Covid ICU nurse left job after 'torture' of pandemic
- Published
A nurse who worked on an intensive care unit during the pandemic said she chose to leave a permanent role due to the pressure on her mental health.
Fern Osborne, 30, from Llanelli, worked at a hospital in Carmarthen and said leaving for agency work was "her only option" to be able to keep working.
She said she got to the point she hoped lateral flow tests would be positive so she did not have to go to work.
The Welsh government said there are schemes in place to enable flexibility.
'Staff feel stuck in their jobs'
Ms Osborne was working at Glangwili General Hospital in November when she decided she would rather "take the risk" of relying on agency work - which means no sick pay, pension contribution and or guaranteed work - rather than stay in her position as a staff nurse, because the job was having a toll on her mental and physical well-being.
She said it gives her more flexibility after leaving shifts crying.
She told Newyddion S4C: "I'm lucky that I have the option to do that because I have no children, only a mortgage but many staff feel like they can't leave and are stuck in the job even though they hate doing it now."

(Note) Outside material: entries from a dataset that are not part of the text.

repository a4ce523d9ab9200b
use glam::Vec3;

use crate::components::node::SceneNode;

/// A circular orbit in the XZ plane around a fixed center, plus a
/// per-frame spin around the body's own Y axis.
///
/// The orbital angle is a function of absolute wall-clock time, so the
/// path is frame-rate independent. The spin is not: it advances by
/// `spin_step` radians once per animation frame, reproducing the way the
/// scene has always looked.
#[derive(Debug, Clone, Copy)]
pub struct CircularOrbit {
    pub radius: f32,
    /// Angular speed in radians per (scaled) second.
    pub angular_speed: f32,
    /// Orbit center. Y is carried through unchanged — a body spawned off
    /// the ecliptic keeps orbiting at that height.
    pub center: Vec3,
    /// Y-axis rotation applied per frame, in radians.
    pub spin_step: f32,
}

impl CircularOrbit {
    /// Position on the orbit at wall-clock time `t` seconds.
    pub fn position_at(&self, t: f64) -> Vec3 {
        let angle = t * self.angular_speed as f64;
        Vec3::new(
            angle.cos() as f32 * self.radius + self.center.x,
            self.center.y,
            angle.sin() as f32 * self.radius + self.center.z,
        )
    }

    /// Advance a node by one frame: move it along the orbit and apply the
    /// per-frame spin.
    pub fn advance(&self, node: &mut SceneNode, t: f64) {
        node.position = self.position_at(t);
        node.rotation_y += self.spin_step;
    }
}
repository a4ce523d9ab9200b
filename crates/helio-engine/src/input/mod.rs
pub mod queue;
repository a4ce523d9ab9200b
use bytemuck::{Pod, Zeroable};
use glam::{Mat4, Vec2, Vec3};

/// Perspective camera for 3D rendering.
/// Never rotates — it sits at `position` looking down -Z, like the scene
/// it was built for.
pub struct PerspectiveCamera {
    /// Vertical field of view in degrees.
    pub fov_y_deg: f32,
    /// Viewport aspect ratio (width / height). Mutated on resize.
    pub aspect: f32,
    /// Near clip plane distance.
    pub near: f32,
    /// Far clip plane distance.
    pub far: f32,
    /// Camera position in world space.
    pub position: Vec3,
}

/// GPU-side uniform data for the camera.
#[repr(C)]
#[derive(Debug, Clone, Copy, Pod, Zeroable)]
pub struct CameraUniform {
    pub view_proj: [[f32; 4]; 4],
}

impl PerspectiveCamera {
    pub fn new(fov_y_deg: f32, aspect: f32, near: f32, far: f32) -> Self {
        Self {
            fov_y_deg,
            aspect,
            near,
            far,
            position: Vec3::ZERO,
        }
    }

    pub fn with_position(mut self, position: Vec3) -> Self {
        self.position = position;
        self
    }

    /// Perspective projection matrix, WebGPU depth range [0, 1].
    pub fn projection_matrix(&self) -> Mat4 {
        Mat4::perspective_rh(self.fov_y_deg.to_radians(), self.aspect, self.near, self.far)
    }

    /// View matrix: pure translation, looking down -Z with Y up.
    pub fn view_matrix(&self) -> Mat4 {
        Mat4::look_to_rh(self.position, Vec3::NEG_Z, Vec3::Y)
    }

    pub fn view_proj(&self) -> Mat4 {
        self.projection_matrix() * self.view_matrix()
    }

    pub fn uniform(&self) -> CameraUniform {
        CameraUniform {
            view_proj: self.view_proj().to_cols_array_2d(),
        }
    }

    /// Update the aspect ratio (e.g. on viewport resize).
    pub fn set_aspect(&mut self, aspect: f32) {
        self.aspect = aspect;
    }
}

/// The output surface extent in physical pixels.
#[derive(Debug, Clone, Copy, PartialEq)]
pub struct Viewport {
    pub width: f32,
    pub height: f32,
}

impl Viewport {
    pub fn new(width: f32, height: f32) -> Self {
        Self { width, height }
    }

    pub fn aspect(&self) -> f32 {
        self.width / self.height
    }

    /// Normalize pointer pixel coordinates to [-1, 1] on both axes,
    /// with Y inverted (screen Y grows downward, NDC Y grows upward).
    pub fn to_ndc(&self, x: f32, y: f32) -> Vec2 {
        Vec2::new(
            (x / self.width) * 2.0 - 1.0,
            -((y / self.height) * 2.0 - 1.0),
        )
    }
}

impl Default for Viewport {
    fn default() -> Self {
        Self {
            width: 800.0,
            height: 600.0,
        }
    }
}
/// Unique identifier for a node in the scene.
#[derive(Debug, Clone, Copy, PartialEq, Eq, Hash)]
pub struct NodeId(pub u32);

/// Linear RGB color with components in [0, 1].
///
/// Constructed either from float components or from a packed `0xRRGGBB`
/// hex value (the form the scene palette is written in).
#[derive(Debug, Clone, Copy, PartialEq)]
pub struct Color {
    pub r: f32,
    pub g: f32,
    pub b: f32,
}

impl Color {
    pub const BLACK: Color = Color { r: 0.0, g: 0.0, b: 0.0 };
    pub const WHITE: Color = Color { r: 1.0, g: 1.0, b: 1.0 };

    pub fn new(r: f32, g: f32, b: f32) -> Self {
        Self { r, g, b }
    }

    /// Unpack a `0xRRGGBB` value into float components.
    pub fn from_hex(hex: u32) -> Self {
        Self {
            r: ((hex >> 16) & 0xFF) as f32 / 255.0,
            g: ((hex >> 8) & 0xFF) as f32 / 255.0,
            b: (hex & 0xFF) as f32 / 255.0,
        }
    }

    /// Pack back into a `0xRRGGBB` value (components clamped to [0, 1]).
    pub fn to_hex(self) -> u32 {
        let r = (self.r.clamp(0.0, 1.0) * 255.0).round() as u32;
        let g = (self.g.clamp(0.0, 1.0) * 255.0).round() as u32;
        let b = (self.b.clamp(0.0, 1.0) * 255.0).round() as u32;
        (r << 16) | (g << 8) | b
    }
}

impl Default for Color {
    fn default() -> Self {
        Color::BLACK
    }
}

She said staff shortages, ongoing pressures and the lack of support made it harder to do her job.
"I would finish the shift exhausted, upset and drained and it wasn't sustainable," she said.
Ms Osborne said she would "dread going to work" and in her 30 minute drive from Llanelli to Glangwili she had to "psych myself up for another shift because you wouldn't know what you were going to see".
She added: "During the first wave I felt like a fraud because I think we had one patient on ITU the whole time, but when the second wave hit it was non-stop.
"A patient would get admitted, then either leave and go on to the ward if they were better or die, and then another patient would come in. It was mentally and physically exhausting."
Ms Osborne was diagnosed with sciatica after picking a patient up and turning them over on the ventilator and was told by occupational health she was no longer allowed to work on the Covid ward.
Three weeks later, she was back.
"We were short staffed so I had no choice. By the end I was taking lateral flow tests and hoping they were positive just so I didn't have to go to work.
"That's when I knew I had to leave."
'Nurses are traumatised'
The Royal College of Nursing said the NHS is becoming "dangerously" dependant on agency staff.
Helen Whyley, Royal College of Nursing Wales director, said NHS nurses, particularly in senior roles, are "often demoralised or even traumatised by working in suboptimal or unsafe conditions for which they feel responsible while lacking the necessary authority to bring about change".
She added working for an agency allows them to use their skills without the burden of this but agencies are expensive for the NHS.
"Neither is it ideal for patient care: agency nurses will be less familiar with ward layout, policies, and equipment, and less able to provide continuity of care."
She said if a dependency on agencies continues, it risks health boards no longer directly employ staff to provide patient care and instead move all nursing care being outsourced.
"This is not a shift that should take place without a conscious government policy decision.
"If NHS Wales is to retain its own nursing staff, it needs to modernise its employment procedures to allow nurses more control over when they work."
Lisa Gostling, from Hywel Dda University Health Board, said: "We're sorry that the individual concerned has left our employment and appreciate the very difficult circumstances all our nurses, and indeed other staff, are working in as we respond to the ongoing pandemic.
"The health and wellbeing of all our nurses, along with every member of our staff, students and volunteers working within Hywel Dda University Health Board, matters greatly to us as an organisation."
She added that staff were regularly reminded staff to look after and discuss their own health.
A Welsh government spokesperson said: "The Welsh NHS currently employs historically high numbers of staff and currently has the highest number of nurses and midwives in training.
"We are very grateful to our workforce working across sectors and settings for all they have done and continue to do throughout the pandemic.
"Agency workers provide a very valuable additional resource during this time too."
They said NHS in Wales offers NHS organisations banks where nurses can benefit from national pay terms and conditions and can opt to work flexibly at times that suit them.